So many things seem so one-note (clever/shallow) to me these days. Probably it's the weather. Anyway, after spending an afternoon being uncommonly annoyed at Northwest Bookfest ("Books 'R' Great!"), where the only pertinent question to ask an author seemed to be, "How'd you get that idea?" I thought I would go pay my respects to Vital 5 Productions' Westlake gallery, a place where there was usually more than one dimension (and if there wasn't, damn but that one joke was funny).

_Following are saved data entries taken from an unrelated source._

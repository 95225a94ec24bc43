//! Unbounded FIFO pool guarded by a single monitor.

use super::{Fetched, Rejected};
use log::debug;
use parking_lot::{Condvar, Mutex};
use std::collections::VecDeque;
use std::sync::atomic::{AtomicBool, Ordering};

/// An unbounded, thread-safe FIFO pool.
///
/// Producers append with [`push`](Self::push) or
/// [`emplace_with`](Self::emplace_with); consumers remove with the blocking
/// [`fetch`](Self::fetch) or the non-blocking [`try_fetch`](Self::try_fetch).
/// The pool starts open and is shut down exactly once with
/// [`close`](Self::close), which wakes every blocked consumer. Elements
/// already queued remain drainable after close.
///
/// No operation panics; failure travels in the return value.
///
/// # Example
///
/// ```rust
/// use concurrent_pool::{ConcurrentQueue, Fetched};
/// use std::sync::Arc;
/// use std::thread;
///
/// let queue = Arc::new(ConcurrentQueue::new());
///
/// let consumer = {
///     let queue = Arc::clone(&queue);
///     thread::spawn(move || {
///         let mut seen = Vec::new();
///         while let Fetched::Data(n) = queue.fetch() {
///             seen.push(n);
///         }
///         seen
///     })
/// };
///
/// for n in 0..4 {
///     queue.push(n).unwrap();
/// }
/// queue.close();
///
/// assert_eq!(consumer.join().unwrap(), vec![0, 1, 2, 3]);
/// ```
pub struct ConcurrentQueue<T> {
    items: Mutex<VecDeque<T>>,
    avail: Condvar,
    closed: AtomicBool,
}

impl<T> ConcurrentQueue<T> {
    /// Creates a new open, empty pool.
    pub fn new() -> Self {
        Self {
            items: Mutex::new(VecDeque::new()),
            avail: Condvar::new(),
            closed: AtomicBool::new(false),
        }
    }

    /// Appends an element to the tail and wakes one waiting consumer.
    ///
    /// Returns the pool length after insertion.
    ///
    /// # Errors
    ///
    /// [`Rejected`] with the element handed back if the pool was closed at
    /// entry; the element is not inserted.
    pub fn push(&self, elem: T) -> Result<usize, Rejected<T>> {
        if self.closed.load(Ordering::SeqCst) {
            return Err(Rejected(elem));
        }
        let len = {
            let mut items = self.items.lock();
            items.push_back(elem);
            items.len()
        };
        self.avail.notify_one();
        Ok(len)
    }

    /// Constructs an element while holding the pool lock and appends it.
    ///
    /// The constructor runs under the lock, so the element becomes visible to
    /// consumers in the same critical section that builds it. Semantics are
    /// otherwise identical to [`push`](Self::push).
    ///
    /// # Errors
    ///
    /// [`Rejected`] if the pool was closed at entry; the constructor is not
    /// invoked.
    pub fn emplace_with<F>(&self, make: F) -> Result<usize, Rejected<()>>
    where
        F: FnOnce() -> T,
    {
        if self.closed.load(Ordering::SeqCst) {
            return Err(Rejected(()));
        }
        let len = {
            let mut items = self.items.lock();
            items.push_back(make());
            items.len()
        };
        self.avail.notify_one();
        Ok(len)
    }

    /// Removes and returns the head element, blocking while the pool is
    /// empty and open.
    ///
    /// Resolves to [`Fetched::Data`] when an element is available, or
    /// [`Fetched::Closed`] when the wait was ended by [`close`](Self::close)
    /// with nothing left to drain. Never resolves to [`Fetched::Empty`].
    ///
    /// There is no timeout; the only way to cancel the wait is closing the
    /// pool.
    pub fn fetch(&self) -> Fetched<T> {
        let mut items = self.items.lock();
        while items.is_empty() && !self.closed.load(Ordering::SeqCst) {
            self.avail.wait(&mut items);
        }
        match items.pop_front() {
            Some(elem) => Fetched::Data(elem),
            None => Fetched::Closed,
        }
    }

    /// Removes and returns the head element without waiting.
    ///
    /// Usable after close to drain the remaining backlog.
    pub fn try_fetch(&self) -> Fetched<T> {
        let mut items = self.items.lock();
        match items.pop_front() {
            Some(elem) => Fetched::Data(elem),
            None => {
                if self.closed.load(Ordering::SeqCst) {
                    Fetched::Closed
                } else {
                    Fetched::Empty
                }
            }
        }
    }

    /// Returns the number of queued elements.
    pub fn len(&self) -> usize {
        self.items.lock().len()
    }

    /// Returns `true` if the pool has nothing to fetch.
    ///
    /// A closed pool reports empty regardless of backlog: consumers polling
    /// this treat "closed" as "nothing more coming". Use
    /// [`len`](Self::len) or [`try_fetch`](Self::try_fetch) to drain a
    /// closed pool.
    pub fn is_empty(&self) -> bool {
        if self.closed.load(Ordering::SeqCst) {
            return true;
        }
        self.items.lock().is_empty()
    }

    /// Returns `true` until the pool is closed.
    pub fn is_open(&self) -> bool {
        !self.closed.load(Ordering::SeqCst)
    }

    /// Closes the pool and wakes every blocked consumer.
    ///
    /// One-way transition: a closed pool never reopens. Idempotent and safe
    /// to call concurrently with any other operation.
    pub fn close(&self) {
        let items = self.items.lock();
        if !self.closed.swap(true, Ordering::SeqCst) {
            debug!("pool closed with {} element(s) queued", items.len());
        }
        drop(items);
        self.avail.notify_all();
    }
}

impl<T> Default for ConcurrentQueue<T> {
    fn default() -> Self {
        Self::new()
    }
}

impl<T> Drop for ConcurrentQueue<T> {
    // Blocked consumers must wake even when the pool is dropped unclosed.
    fn drop(&mut self) {
        self.close();
    }
}
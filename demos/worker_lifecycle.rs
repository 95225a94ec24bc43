//! Worker lifecycle example
//!
//! Demonstrates start/stop/wait semantics of a managed worker and shutdown
//! through a pool close.
//!
//! Run with: cargo run --example worker_lifecycle

use concurrent_pool::prelude::*;
use std::sync::Arc;
use std::thread;
use std::time::Duration;

fn main() -> concurrent_pool::Result<()> {
    env_logger::init();

    println!("=== Concurrent Pool - Worker Lifecycle Example ===\n");

    // A cooperative worker polling its running flag.
    let mut poller = ThreadWorker::new("poller", |ctx| {
        println!("  poller run {} started", ctx.run_id());
        let mut ticks = 0;
        while ctx.is_running() {
            ticks += 1;
            thread::sleep(Duration::from_millis(10));
        }
        println!("  poller observed stop after {} ticks", ticks);
    });

    println!("1. Starting the poller:");
    poller.run(1)?;
    println!("   running: {}", poller.is_running());

    thread::sleep(Duration::from_millis(100));

    println!("2. Requesting a cooperative stop:");
    poller.stop();
    poller.wait()?;
    println!("   running: {}", poller.is_running());

    // A worker blocked in a pool fetch; only close() can release it.
    let pool: Arc<BoundedQueue<u32>> = Arc::new(BoundedQueue::with_capacity(8));
    let pool_for_task = Arc::clone(&pool);
    let mut drainer = ThreadWorker::new("drainer", move |ctx| {
        println!("  drainer run {} started", ctx.run_id());
        let mut total = 0;
        while let Fetched::Data(n) = pool_for_task.fetch() {
            total += *n;
        }
        println!("  drainer exited with total {}", total);
    });

    println!("\n3. Starting the drainer ('{}'):", drainer.label());
    drainer.run(2)?;

    for n in 1..=5 {
        pool.push(Handle::new(n)).unwrap();
    }

    thread::sleep(Duration::from_millis(50));
    println!("4. Closing the pool to release the blocked fetch:");
    pool.close();
    drainer.wait()?;
    println!("   running: {}", drainer.is_running());

    Ok(())
}
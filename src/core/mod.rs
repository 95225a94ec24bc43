//! Core types for the pool system

pub mod error;

pub use error::{Result, WorkerError};
//! Managed worker thread with cooperative stop semantics.
//!
//! A [`ThreadWorker`] wraps at most one live background thread and runs its
//! stored task once per [`run`](ThreadWorker::run) call. Stopping is
//! cooperative: [`stop`](ThreadWorker::stop) flips a shared flag that the
//! task is expected to poll via [`WorkerContext::is_running`], or the task
//! unblocks because a pool it fetches from was closed elsewhere.

use crate::core::{Result, WorkerError};
use log::{debug, error};
use std::fmt;
use std::panic::{catch_unwind, AssertUnwindSafe};
use std::sync::atomic::{AtomicBool, Ordering};
use std::sync::Arc;
use std::thread::{self, JoinHandle};

/// View of a worker's state handed to the task on each run.
///
/// The task observes cancellation by polling [`is_running`](Self::is_running)
/// between units of work; a task that never checks it cannot be interrupted.
pub struct WorkerContext {
    run_id: u64,
    running: Arc<AtomicBool>,
}

impl WorkerContext {
    /// The id passed to the [`run`](ThreadWorker::run) call that started
    /// this execution.
    pub fn run_id(&self) -> u64 {
        self.run_id
    }

    /// Returns `false` once a stop has been requested.
    pub fn is_running(&self) -> bool {
        self.running.load(Ordering::SeqCst)
    }
}

type TaskFn = dyn Fn(&WorkerContext) + Send + Sync;

/// A movable, non-clonable wrapper around one background thread.
///
/// The worker owns a task callable fixed at construction and an identifier
/// string, and runs the task once per [`run`](Self::run) call on a dedicated
/// named OS thread. Dropping a running worker stops it cooperatively and
/// joins the thread, so no detached thread ever outlives the worker.
///
/// Moving a worker transfers the thread handle; the moved-from binding is
/// unusable afterwards, which is the compile-time form of the "source is no
/// longer running" contract.
///
/// # Example
///
/// ```rust
/// use concurrent_pool::ThreadWorker;
/// use std::sync::atomic::{AtomicU64, Ordering};
/// use std::sync::Arc;
///
/// # fn main() -> concurrent_pool::Result<()> {
/// let seen = Arc::new(AtomicU64::new(0));
/// let seen_by_task = Arc::clone(&seen);
///
/// let mut worker = ThreadWorker::new("greeter", move |ctx| {
///     seen_by_task.store(ctx.run_id(), Ordering::SeqCst);
/// });
///
/// worker.run(7)?;
/// worker.wait()?;
///
/// assert_eq!(seen.load(Ordering::SeqCst), 7);
/// assert!(!worker.is_running());
/// # Ok(())
/// # }
/// ```
pub struct ThreadWorker {
    label: String,
    run_id: u64,
    running: Arc<AtomicBool>,
    thread: Option<JoinHandle<()>>,
    task: Arc<TaskFn>,
}

impl ThreadWorker {
    /// Creates a worker that will run `task` once per [`run`](Self::run)
    /// call.
    ///
    /// The label identifies the worker in logs and thread names and is
    /// immutable afterwards.
    pub fn new<F>(label: impl Into<String>, task: F) -> Self
    where
        F: Fn(&WorkerContext) + Send + Sync + 'static,
    {
        Self {
            label: label.into(),
            run_id: 0,
            running: Arc::new(AtomicBool::new(false)),
            thread: None,
            task: Arc::new(task),
        }
    }

    /// Starts a background thread that invokes the task with `run_id`.
    ///
    /// Idempotent: calling `run` while the worker is already running is a
    /// no-op. A caller expecting a restart must [`stop`](Self::stop) and
    /// [`wait`](Self::wait) first. Task panics are caught and logged; they
    /// clear the running flag like a normal completion.
    ///
    /// # Errors
    ///
    /// [`WorkerError::Spawn`] if the OS refuses the thread.
    pub fn run(&mut self, run_id: u64) -> Result<()> {
        if self.running.load(Ordering::SeqCst) {
            return Ok(());
        }
        // A previous run may have finished without wait(); reap its handle
        // before spawning the next thread.
        if let Some(thread) = self.thread.take() {
            let _ = thread.join();
        }

        self.run_id = run_id;
        self.running.store(true, Ordering::SeqCst);

        let task = Arc::clone(&self.task);
        let running = Arc::clone(&self.running);
        let label = self.label.clone();
        let spawned = thread::Builder::new()
            .name(format!("worker-{}", self.label))
            .spawn(move || {
                debug!("worker '{}' run {} started", label, run_id);
                let ctx = WorkerContext {
                    run_id,
                    running: Arc::clone(&running),
                };
                let outcome = catch_unwind(AssertUnwindSafe(|| (task)(&ctx)));
                match outcome {
                    Ok(()) => debug!("worker '{}' run {} finished", label, run_id),
                    Err(panic_info) => {
                        let message = if let Some(s) = panic_info.downcast_ref::<&str>() {
                            s.to_string()
                        } else if let Some(s) = panic_info.downcast_ref::<String>() {
                            s.clone()
                        } else {
                            "unknown panic".to_string()
                        };
                        error!("worker '{}' run {} panicked: {}", label, run_id, message);
                    }
                }
                running.store(false, Ordering::SeqCst);
            });

        match spawned {
            Ok(thread) => {
                self.thread = Some(thread);
                Ok(())
            }
            Err(io_err) => {
                self.running.store(false, Ordering::SeqCst);
                Err(WorkerError::spawn_with_source(self.label.as_str(), io_err))
            }
        }
    }

    /// Requests a cooperative stop.
    ///
    /// Advisory only: the task keeps running until it observes
    /// [`WorkerContext::is_running`] returning `false`, and a task blocked
    /// inside a pool wait is unaffected unless that pool is closed
    /// separately.
    pub fn stop(&self) {
        self.running.store(false, Ordering::SeqCst);
    }

    /// Blocks until the background thread finishes, if one was started.
    ///
    /// Safe to call on a worker that never ran.
    ///
    /// # Errors
    ///
    /// [`WorkerError::Join`] if the thread cannot be joined cleanly.
    pub fn wait(&mut self) -> Result<()> {
        if let Some(thread) = self.thread.take() {
            thread
                .join()
                .map_err(|_| WorkerError::join(self.label.as_str(), "worker thread panicked"))?;
        }
        Ok(())
    }

    /// Returns `true` while a run is in progress and no stop was requested.
    pub fn is_running(&self) -> bool {
        self.running.load(Ordering::SeqCst)
    }

    /// The identifier given at construction.
    pub fn label(&self) -> &str {
        &self.label
    }

    /// The id recorded by the most recent [`run`](Self::run) call.
    pub fn run_id(&self) -> u64 {
        self.run_id
    }
}

impl fmt::Debug for ThreadWorker {
    fn fmt(&self, f: &mut fmt::Formatter<'_>) -> fmt::Result {
        f.debug_struct("ThreadWorker")
            .field("label", &self.label)
            .field("run_id", &self.run_id)
            .field("running", &self.is_running())
            .finish_non_exhaustive()
    }
}

impl Drop for ThreadWorker {
    fn drop(&mut self) {
        if self.is_running() {
            self.stop();
        }
        if let Some(thread) = self.thread.take() {
            if thread.join().is_err() {
                error!("worker '{}' panicked during drop", self.label);
            }
        }
    }
}
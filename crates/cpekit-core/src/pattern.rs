//! Wildcard pattern relations over attribute values in standard form
//!
//! The standard form quotes every non-alphanumeric character with a
//! backslash and reserves unquoted `?` (zero or one character) and `*`
//! (any sequence) as the only metacharacters. The comparison here is the
//! attribute-value relation of the 2.3 name-matching algorithm: the
//! source acts as the pattern, the target as the concrete value, and
//! unquoted wildcards are legal only at the ends of the source.

use serde::{Deserialize, Serialize};

/// Set relation between a source and a target attribute value
#[derive(Debug, Clone, Copy, PartialEq, Eq, Serialize, Deserialize)]
#[serde(rename_all = "lowercase")]
pub enum Relation {
    /// The source describes a strictly larger value set than the target
    Superset,
    /// The source describes a strictly smaller value set than the target
    Subset,
    Equal,
    Disjoint,
    /// The target carries unquoted wildcards; the relation is undefined
    Undefined,
}

/// True if the string contains an unquoted `*` or `?`
pub fn has_unquoted_wildcard(s: &str) -> bool {
    for needle in ['*', '?'] {
        if let Some(idx) = s.find(needle) {
            if idx == 0 || s.as_bytes()[idx - 1] != b'\\' {
                return true;
            }
        }
    }
    false
}

/// True if an even number of backslashes immediately precedes byte `idx`,
/// meaning the character at `idx` is itself unquoted
pub fn is_unquoted_at(s: &str, idx: usize) -> bool {
    let bytes = s.as_bytes();
    let mut count = 0;
    let mut i = idx;
    while i > 0 && bytes[i - 1] == b'\\' {
        i -= 1;
        count += 1;
    }
    count % 2 == 0
}

/// Compare a source pattern to a target value, both in standard form.
///
/// Unquoted special characters appear only at the beginning and/or the
/// end of the source: a single `*` or a run of `?`. The body between
/// them must occur in the target at a position the wildcards can absorb,
/// where quoting backslashes in the target do not count as characters.
///
/// Returns `Relation::Superset` or `Relation::Disjoint`.
pub fn compare_strings(source: &str, target: &str) -> Relation {
    let bytes = source.as_bytes();
    let mut start = 0usize;
    let mut end = bytes.len();

    // -1 encodes a leading/trailing `*`; >= 0 counts `?` characters
    let mut begins: isize = 0;
    let mut ends: isize = 0;

    if source.starts_with('*') {
        start = 1;
        begins = -1;
    } else {
        while start < bytes.len() && bytes[start] == b'?' {
            start += 1;
            begins += 1;
        }
    }

    // The trailing scan runs over the full source; a single `*` or `?`
    // source counts as both a leading and a trailing wildcard and leaves
    // an empty body.
    if !bytes.is_empty() && bytes[end - 1] == b'*' && is_unquoted_at(source, end - 1) {
        end -= 1;
        ends = -1;
    } else {
        while end > 0 && bytes[end - 1] == b'?' && is_unquoted_at(source, end - 1) {
            end -= 1;
            ends += 1;
        }
    }

    let body = if start < end { &source[start..end] } else { "" };
    let target_len = target.len() as isize;

    let mut search_from = 0usize;
    let mut leftover = target_len;

    while leftover > 0 {
        if search_from > target.len() {
            break;
        }
        let index = match target[search_from..].find(body) {
            Some(rel) => search_from + rel,
            None => break,
        };
        search_from = index + 1;

        let quotes_before = target[..index].matches('\\').count() as isize;
        if index > 0 && begins != -1 && begins < index as isize - quotes_before {
            break;
        }

        let tail = target.get(index + 1..).unwrap_or("");
        let quotes_after = tail.matches('\\').count() as isize;
        leftover = target_len - index as isize - quotes_after - body.len() as isize;
        if leftover > 0 && ends != -1 && leftover > ends {
            continue;
        }

        return Relation::Superset;
    }

    Relation::Disjoint
}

It's been official for some time now that Vital 5 had lost its lease, and that this month's exhibition, Big Time, would be the last in the Westlake location. It seems that those Vulcan folks are in a hurry to demo this fine old bit of mod architecture, which once housed a World's Fair showroom, and turn the land into some condos and a grocery store. But, as with death, it's not real until you see the body. I stopped by to see the body, which was being sold off in a garage sale that could only have been presided over by Greg Lundgren. Who tried to jolly me up, insisting that Vital 5 is far from over.

"The T-shirts are free, but the concepts are very expensive," he said. I poked around for a while among garbage that had the air of relics, in this case two-plus years of art and events, all of them fun, some of them marvelous: a red BK shirt worn by an actress in Manslaughter; a red minidress worn by one dirty, dirty Santa's helper; a chair left over from the Dysfunctional Chair Show--all poking-up nails and knives and sly invitations to S... I... T. There was a plastic horsy wired up with light bulbs, and a bridal registry's worth of plates and wine glasses. There was a little purple Barney doll. There was a lot of garbage that looked like garbage.

And while sifting through garbage didn't exactly make me happy, it did lift my mood. The dispersal of such earthly goods can only mean that Vital 5 will rise again. "Yeah, I've got some ideas," Lundgren said (including some unsanctioned public art, and a couple of books based on Vital 5: The Westlake Years). And before I left we made plans to make plans to have a drink and catch up. "I can't wait to socialize again," Lundgren said. "In a place other than here."